Кажется, никто не пробовал вычислить стандартный процент попаданий в точку у литературных критиков, которые всегда любили делать прогнозы и лишь в последнее время стали побаиваться такой ответственности, поскольку, видимо, совсем перестали понимать, что происходит с литературой. На глазок можно предположить, что процент попаданий в XIX столетии, так и в XX составлял в среднем центов 30 (остальные «уходили в молоко» по нескольким причинам, из которых главные — ненаблюдательность критиков и стремительно изменяющаяся ситуация). Критика, у которого сбывались до 50 процентов предсказаний, можно уже считать исключительно чутким, тонким и дальновидным, таких в любую эпоху было немного. А уж столь прозорливых пророков, как Иннокентий Анненский, Николай Гумилев, Валерий Брюсов, которые промахивались только через два раза на третий, в 70 же процентах случаев давали точный прогноз, и вовсе было лишь несколько.
Так вот, если посмотреть с этой точки зрения на критические способности Адамовича, сравнить его прогнозы и оценки с ныне бытующими представлениями, то окажется, что он, несмотря на всю свою легкость и непринужденность, принадлежит к этим нескольким безошибочным провидцам и законодателям вкуса. Во всяком случае, на общем фоне критиков XX века он просто какой-то беспристрастный судия (если, конечно, речь не идет о его ближайших приятелях, в отзывах о которых он позволял себе иной раз покривить душой, не желая огорчать хорошего человека).

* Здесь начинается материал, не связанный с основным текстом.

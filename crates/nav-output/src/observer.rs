//! `TraceObserver<W>` — bridges `NavObserver` to a `TraceWriter`.

use nav_core::{Epoch, NavConfig, Route, Tick};
use nav_route::FallbackNotice;
use nav_sim::{Direction, NavEvent, NavObserver, SessionOutcome, SimulationState};

use crate::row::{EventRow, TraceRow};
use crate::trail::Trail;
use crate::writer::TraceWriter;
use crate::{OutputError, OutputResult};

/// A [`NavObserver`] that writes a trace row per tick and an event row per
/// event to any [`TraceWriter`], and keeps the movement trail.
///
/// Errors from the writer are stored internally because observer methods
/// have no return value.  After the session returns, check for errors with
/// [`take_error`][Self::take_error].
pub struct TraceObserver<W: TraceWriter> {
    writer:     W,
    period_ms:  u64,
    trail:      Trail,
    last_error: Option<OutputError>,
}

impl<W: TraceWriter> TraceObserver<W> {
    /// Create an observer backed by `writer`, using `config` for the tick
    /// period and trail length.
    pub fn new(writer: W, config: &NavConfig) -> Self {
        Self {
            writer,
            period_ms:  config.tick_period_ms,
            trail:      Trail::new(config.trail_len),
            last_error: None,
        }
    }

    /// Take the stored write error (if any) after the session returns.
    ///
    /// Returns `None` if all writes succeeded.
    pub fn take_error(&mut self) -> Option<OutputError> {
        self.last_error.take()
    }

    pub fn trail(&self) -> &Trail {
        &self.trail
    }

    /// Unwrap the inner writer (e.g. to inspect files after the session).
    pub fn into_writer(self) -> W {
        self.writer
    }

    fn event(&mut self, tick: Tick, kind: &'static str, detail: String) {
        let result = self.writer.write_event(&EventRow { tick: tick.0, kind, detail });
        self.store_err(result);
    }

    fn store_err(&mut self, result: OutputResult<()>) {
        if let Err(e) = result {
            // Keep only the first error.
            if self.last_error.is_none() {
                log::warn!("trace output failed: {e}");
                self.last_error = Some(e);
            }
        }
    }
}

impl<W: TraceWriter> NavObserver for TraceObserver<W> {
    fn on_start(&mut self, _epoch: Epoch, route: &Route) {
        self.trail.clear();
        self.trail.push(route.start());
    }

    fn on_fallback(&mut self, notice: &FallbackNotice) {
        self.event(Tick::ZERO, "fallback", notice.reason.to_string());
    }

    fn on_tick(&mut self, tick: Tick, state: &SimulationState) {
        let Some(position) = state.position() else {
            return;
        };
        self.trail.push(position);

        let row = TraceRow {
            tick:          tick.0,
            elapsed_ms:    tick.0.saturating_mul(self.period_ms),
            lat:           position.lat,
            lon:           position.lon,
            segment_index: state.segment_index,
            progress_pct:  state.progress_pct,
            backward:      state.direction == Direction::Backward,
            reroutes:      state.reroute_attempts,
        };
        let result = self.writer.write_trace(&row);
        self.store_err(result);
    }

    fn on_event(&mut self, tick: Tick, event: &NavEvent) {
        self.event(tick, event.kind(), event.detail());
    }

    fn on_end(&mut self, tick: Tick, outcome: &SessionOutcome) {
        let detail = match outcome {
            SessionOutcome::Arrived { ticks, reroutes } => format!("arrived after {ticks} ticks, {reroutes} reroutes"),
            SessionOutcome::RerouteExhausted { attempts } => format!("no viable path after {attempts} attempts"),
            SessionOutcome::Cancelled => "cancelled".to_owned(),
        };
        self.event(tick, "end", detail);
        let result = self.writer.finish();
        self.store_err(result);
    }
}
//! Strongly typed identifier wrappers.

use std::fmt;

/// Generate a typed ID wrapper around a primitive integer.
macro_rules! typed_id {
    ($(#[$attr:meta])* $vis:vis struct $name:ident($inner:ty);) => {
        $(#[$attr])*
        #[derive(Copy, Clone, PartialEq, Eq, Hash, PartialOrd, Ord, Debug)]
        #[cfg_attr(feature = "serde", derive(serde::Serialize, serde::Deserialize))]
        $vis struct $name(pub $inner);

        impl $name {
            /// Sentinel meaning "no valid ID".
            pub const INVALID: $name = $name(<$inner>::MAX);

            /// The ID following `self`, saturating at `INVALID`.
            #[inline]
            pub fn next(self) -> $name {
                $name(self.0.saturating_add(1))
            }
        }

        impl Default for $name {
            /// Returns the `INVALID` sentinel so uninitialized IDs are visibly invalid.
            #[inline(always)]
            fn default() -> Self {
                Self::INVALID
            }
        }

        impl fmt::Display for $name {
            fn fmt(&self, f: &mut fmt::Formatter<'_>) -> fmt::Result {
                write!(f, "{}({})", stringify!($name), self.0)
            }
        }
    };
}

typed_id! {
    /// Identifier of an obstacle within a session's obstacle set.
    pub struct ObstacleId(u32);
}

typed_id! {
    /// Navigation-session generation counter.
    ///
    /// Bumped on every start/stop so that a provider response tagged with an
    /// older epoch can be recognised as stale and discarded.
    pub struct Epoch(u64);
}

Начавшаяся лет пятнадцать назад шумная и до сих пор не завершившаяся переоценка советских литераторов вряд ли могла вызвать хоть какой-нибудь энтузиазм у читавших статьи Адамовича, — за все годы переоценки не было высказано почти ничего, что не содержалось бы в его статьях. Только он писал короче и точнее, чем это сейчас принято. Несколько фраз о Маяковском, напечатанных в 1925г.[27], и сегодня звучат словно вывод из большой статьи Жолковского, книги Карабичевского и целого ряда появившихся в последние годы второстепенных работ.